• **Exercise**
From the data that follows, copy every line holding the string "warn".

Stored data below:

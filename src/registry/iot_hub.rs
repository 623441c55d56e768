use crate::app_config::{AppConfig, Registry as RegistryConfig};
use crate::domain::{Device, DeviceList, DeviceUpsert};
use crate::query::DeviceQuery;
use crate::registry::client::RegistryClientError;
use crate::registry::twin::{DeviceIdentityPut, QueryRequest, TwinGet, TwinPut, TwinPutProperties};
use crate::registry::{DeviceRegistry, RegistryError};
use async_trait::async_trait;
use reqwest::{Client, RequestBuilder, Response, StatusCode, Url};
use std::future::Future;
use tokio_retry::RetryIf;
use tokio_retry::strategy::{ExponentialBackoff, jitter};
use tracing::{debug, info, instrument, warn};

const CONTINUATION_HEADER: &str = "x-ms-continuation";
const MAX_ITEM_COUNT_HEADER: &str = "x-ms-max-item-count";

/// Device registry backed by the IoT Hub service REST API.
#[derive(Debug)]
pub struct IotHubRegistry {
    client: Client,
    base_url: Url,
    config: RegistryConfig,
}

impl IotHubRegistry {
    pub fn new(client: Client, config: &AppConfig) -> Result<Self, RegistryClientError> {
        let base_url = Url::parse(config.registry().url()).map_err(|e| RegistryClientError::InvalidUrl(e.to_string()))?;
        if base_url.cannot_be_a_base() {
            return Err(RegistryClientError::InvalidUrl(config.registry().url().to_string()));
        }

        Ok(IotHubRegistry {
            client,
            base_url,
            config: config.registry().clone(),
        })
    }

    fn endpoint(&self, path: &[&str]) -> Url {
        let mut url = self.base_url.clone();
        if let Ok(mut segments) = url.path_segments_mut() {
            segments.pop_if_empty().extend(path);
        }
        url.query_pairs_mut().append_pair("api-version", self.config.api_version());
        url
    }

    async fn retry<T, A, F>(&self, action: A) -> Result<T, RegistryError>
    where
        A: FnMut() -> F,
        F: Future<Output = Result<T, RegistryError>>,
    {
        let strategy = ExponentialBackoff::from_millis(self.config.retry_ms())
            .factor(2)
            .max_delay(self.config.retry_max_delay())
            .map(jitter)
            .take(self.config.retry_attempts());

        RetryIf::start(strategy, action, |error: &RegistryError| {
            if error.is_transient() {
                warn!("⚠️ Registry request failed: {}. Retrying...", error);
            }
            error.is_transient()
        })
        .await
    }

    async fn fetch_twin(&self, id: &str) -> Result<Device, RegistryError> {
        let response = send(self.client.get(self.endpoint(&["twins", id])), id).await?;
        let twin = response.json::<TwinGet>().await.map_err(request_error)?;
        Ok(twin.into_device(self.config.host_name()))
    }

    async fn ensure_identity(&self, id: &str) -> Result<(), RegistryError> {
        match send(self.client.get(self.endpoint(&["devices", id])), id).await {
            Ok(_) => Ok(()),
            Err(RegistryError::NotFound { .. }) => {
                info!(device_id = id, "🆕 Creating device identity '{}'", id);
                let request = self.client.put(self.endpoint(&["devices", id])).json(&DeviceIdentityPut { device_id: id });
                match send(request, id).await {
                    // Created concurrently by someone else, the twin update below still applies
                    Ok(_) | Err(RegistryError::Conflict(_)) => Ok(()),
                    Err(e) => Err(e),
                }
            }
            Err(e) => Err(e),
        }
    }

    async fn fetch_page(&self, query: &str, continuation_token: Option<&str>) -> Result<DeviceList, RegistryError> {
        let mut request = self
            .client
            .post(self.endpoint(&["devices", "query"]))
            .header(MAX_ITEM_COUNT_HEADER, self.config.max_item_count().to_string())
            .json(&QueryRequest { query });
        if let Some(token) = continuation_token {
            request = request.header(CONTINUATION_HEADER, token);
        }

        let response = send(request, "").await?;
        let continuation_token = response
            .headers()
            .get(CONTINUATION_HEADER)
            .and_then(|value| value.to_str().ok())
            .filter(|value| !value.is_empty())
            .map(str::to_string);
        let twins = response.json::<Vec<TwinGet>>().await.map_err(request_error)?;

        Ok(DeviceList {
            items: twins.into_iter().map(|twin| twin.into_device(self.config.host_name())).collect(),
            continuation_token,
        })
    }
}

#[async_trait]
impl DeviceRegistry for IotHubRegistry {
    fn kind(&self) -> &'static str {
        "iothub"
    }

    #[instrument(skip(self))]
    async fn get_device(&self, id: &str) -> Result<Device, RegistryError> {
        self.retry(|| self.fetch_twin(id)).await
    }

    #[instrument(skip_all, fields(device_id = %device.id))]
    async fn upsert_device(&self, device: DeviceUpsert) -> Result<Device, RegistryError> {
        self.ensure_identity(&device.id).await?;

        let twin = TwinPut {
            tags: &device.tags,
            properties: TwinPutProperties { desired: &device.desired },
        };
        let request = self.client.put(self.endpoint(&["twins", &device.id])).header("If-Match", "*").json(&twin);
        let response = send(request, &device.id).await?;
        let twin = response.json::<TwinGet>().await.map_err(request_error)?;

        info!(device_id = device.id, "🟢 Updated twin of device '{}'", device.id);
        Ok(twin.into_device(self.config.host_name()))
    }

    #[instrument(skip(self))]
    async fn delete_device(&self, id: &str) -> Result<(), RegistryError> {
        let request = self.client.delete(self.endpoint(&["devices", id])).header("If-Match", "*");
        send(request, id).await?;
        info!(device_id = id, "🗑️ Deleted device '{}'", id);
        Ok(())
    }

    #[instrument(skip(self, query), fields(query = %query.to_native()))]
    async fn query_devices(&self, query: &DeviceQuery, continuation_token: Option<&str>) -> Result<DeviceList, RegistryError> {
        let native = query.to_native();
        let list = self.retry(|| self.fetch_page(&native, continuation_token)).await?;
        debug!("Query returned {} device(s)", list.items.len());
        Ok(list)
    }

    async fn ping(&self) -> Result<(), RegistryError> {
        send(self.client.get(self.endpoint(&["statistics", "service"])), "").await?;
        Ok(())
    }
}

async fn send(request: RequestBuilder, id: &str) -> Result<Response, RegistryError> {
    let response = request.send().await.map_err(request_error)?;
    let status = response.status();
    if status.is_success() {
        return Ok(response);
    }

    let body = response.text().await.unwrap_or_default();
    warn!(status_code = %status, "⚠️ Request to the registry failed. Response: {:?}", body);
    Err(match status {
        StatusCode::NOT_FOUND => RegistryError::NotFound { id: id.to_string() },
        StatusCode::CONFLICT | StatusCode::PRECONDITION_FAILED => RegistryError::Conflict(body),
        StatusCode::TOO_MANY_REQUESTS => RegistryError::Unavailable(format!("throttled: {}", body)),
        status if status.is_server_error() => RegistryError::Unavailable(format!("status {}: {}", status.as_u16(), body)),
        status => RegistryError::Upstream { status: status.as_u16(), body },
    })
}

fn request_error(error: reqwest::Error) -> RegistryError {
    if error.is_decode() {
        RegistryError::InvalidResponse(error.to_string())
    } else {
        RegistryError::Unavailable(error.to_string())
    }
}

#[cfg(test)]
mod tests {
    use super::*;
    use crate::app_config::AppConfigBuilder;
    use crate::query::parse;
    use crate::registry::new_client;
    use mockito::Matcher;
    use pretty_assertions::assert_eq;
    use serde_json::json;
    use std::collections::HashMap;
    use test_log::test;

    fn registry(url: String) -> IotHubRegistry {
        let config = AppConfigBuilder::new().registry_url(url).max_item_count(2).build();
        IotHubRegistry::new(new_client(&config).unwrap(), &config).unwrap()
    }

    fn api_version() -> Matcher {
        Matcher::UrlEncoded("api-version".to_string(), "2021-04-12".to_string())
    }

    fn twin(id: &str) -> serde_json::Value {
        json!({
            "deviceId": id,
            "etag": "AAAAAAAAAAE=",
            "status": "enabled",
            "connectionState": "Connected",
            "tags": { "Floor": "10F" },
            "properties": { "desired": { "config": { "TelemetryInterval": 10 } }, "reported": {} }
        })
    }

    #[test(tokio::test)]
    async fn get_device_returns_the_mapped_twin() -> Result<(), RegistryError> {
        let mut server = mockito::Server::new_async().await;
        let mock = server
            .mock("GET", "/twins/testDevice1")
            .match_query(api_version())
            .match_header("authorization", "key")
            .with_status(200)
            .with_header("content-type", "application/json")
            .with_body(twin("testDevice1").to_string())
            .create_async()
            .await;

        let device = registry(server.url()).get_device("testDevice1").await?;

        mock.assert_async().await;
        assert_eq!(device.id, "testDevice1");
        assert!(device.connected);
        assert_eq!(device.tags.get("Floor").map(String::as_str), Some("10F"));
        Ok(())
    }

    #[test(tokio::test)]
    async fn get_device_maps_404_to_not_found() {
        let mut server = mockito::Server::new_async().await;
        let _mock = server
            .mock("GET", "/twins/foobar")
            .match_query(api_version())
            .with_status(404)
            .with_body("{\"Message\":\"DeviceNotFound\"}")
            .create_async()
            .await;

        let result = registry(server.url()).get_device("foobar").await;

        assert!(matches!(result, Err(RegistryError::NotFound { id }) if id == "foobar"));
    }

    #[test(tokio::test)]
    async fn get_device_retries_server_errors() {
        let mut server = mockito::Server::new_async().await;
        let mock = server
            .mock("GET", "/twins/flaky")
            .match_query(api_version())
            .with_status(503)
            .expect(3)
            .create_async()
            .await;

        let result = registry(server.url()).get_device("flaky").await;

        mock.assert_async().await;
        assert!(matches!(result, Err(RegistryError::Unavailable(_))));
    }

    #[test(tokio::test)]
    async fn upsert_creates_the_identity_and_replaces_the_twin() -> Result<(), RegistryError> {
        let mut server = mockito::Server::new_async().await;
        let get_identity = server
            .mock("GET", "/devices/testDevice123")
            .match_query(api_version())
            .with_status(404)
            .create_async()
            .await;
        let put_identity = server
            .mock("PUT", "/devices/testDevice123")
            .match_query(api_version())
            .match_body(Matcher::Json(json!({ "deviceId": "testDevice123" })))
            .with_status(200)
            .with_body("{}")
            .create_async()
            .await;
        let put_twin = server
            .mock("PUT", "/twins/testDevice123")
            .match_query(api_version())
            .match_header("if-match", "*")
            .match_body(Matcher::Json(json!({
                "tags": { "Floor": "10F" },
                "properties": { "desired": { "config": { "TelemetryInterval": 10 } } }
            })))
            .with_status(200)
            .with_body(twin("testDevice123").to_string())
            .create_async()
            .await;

        let mut desired = serde_json::Map::new();
        desired.insert("config".to_string(), json!({ "TelemetryInterval": 10 }));
        let device = registry(server.url())
            .upsert_device(DeviceUpsert {
                id: "testDevice123".to_string(),
                tags: HashMap::from([("Floor".to_string(), "10F".to_string())]),
                desired,
            })
            .await?;

        get_identity.assert_async().await;
        put_identity.assert_async().await;
        put_twin.assert_async().await;
        assert_eq!(device.id, "testDevice123");
        Ok(())
    }

    #[test(tokio::test)]
    async fn upsert_maps_precondition_failures_to_conflict() {
        let mut server = mockito::Server::new_async().await;
        let _get_identity = server
            .mock("GET", "/devices/busy")
            .match_query(api_version())
            .with_status(200)
            .with_body("{}")
            .create_async()
            .await;
        let _put_twin = server
            .mock("PUT", "/twins/busy")
            .match_query(api_version())
            .with_status(412)
            .with_body("PreconditionFailed")
            .create_async()
            .await;

        let result = registry(server.url())
            .upsert_device(DeviceUpsert {
                id: "busy".to_string(),
                ..Default::default()
            })
            .await;

        assert!(matches!(result, Err(RegistryError::Conflict(_))));
    }

    #[test(tokio::test)]
    async fn delete_sends_a_wildcard_etag() -> Result<(), RegistryError> {
        let mut server = mockito::Server::new_async().await;
        let mock = server
            .mock("DELETE", "/devices/testDevice123")
            .match_query(api_version())
            .match_header("if-match", "*")
            .with_status(204)
            .create_async()
            .await;

        registry(server.url()).delete_device("testDevice123").await?;

        mock.assert_async().await;
        Ok(())
    }

    #[test(tokio::test)]
    async fn query_posts_the_native_query_and_reads_the_continuation_token() -> Result<(), RegistryError> {
        let mut server = mockito::Server::new_async().await;
        let mock = server
            .mock("POST", "/devices/query")
            .match_query(api_version())
            .match_header("x-ms-max-item-count", "2")
            .match_header("x-ms-continuation", "page-1")
            .match_body(Matcher::Json(json!({ "query": "SELECT * FROM devices WHERE tags.Floor = '10F'" })))
            .with_status(200)
            .with_header("x-ms-continuation", "page-2")
            .with_body(json!([twin("a"), twin("b")]).to_string())
            .create_async()
            .await;

        let query = parse("tags.Floor = '10F'").unwrap();
        let list = registry(server.url()).query_devices(&query, Some("page-1")).await?;

        mock.assert_async().await;
        assert_eq!(list.items.iter().map(|d| d.id.as_str()).collect::<Vec<_>>(), vec!["a", "b"]);
        assert_eq!(list.continuation_token.as_deref(), Some("page-2"));
        Ok(())
    }

    #[test(tokio::test)]
    async fn query_maps_bad_requests_to_upstream_errors() {
        let mut server = mockito::Server::new_async().await;
        let _mock = server
            .mock("POST", "/devices/query")
            .match_query(api_version())
            .with_status(400)
            .with_body("BadRequest")
            .create_async()
            .await;

        let result = registry(server.url()).query_devices(&DeviceQuery::all(), None).await;

        assert!(matches!(result, Err(RegistryError::Upstream { status: 400, .. })));
    }

    #[test(tokio::test)]
    async fn unreachable_registry_is_unavailable() {
        let result = registry("http://127.0.0.1:1".to_string()).ping().await;
        assert!(matches!(result, Err(RegistryError::Unavailable(_))));
    }

    #[test]
    fn endpoint_escapes_device_ids() {
        let registry = registry("https://hub.azure-devices.net".to_string());
        assert_eq!(
            registry.endpoint(&["twins", "a b/c"]).as_str(),
            "https://hub.azure-devices.net/twins/a%20b%2Fc?api-version=2021-04-12"
        );
    }
}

End of Stored data.

• **Solved problem**
use tracing::{debug, info, instrument, warn};
                warn!("⚠️ Registry request failed: {}. Retrying...", error);
    warn!(status_code = %status, "⚠️ Request to the registry failed. Response: {:?}", body);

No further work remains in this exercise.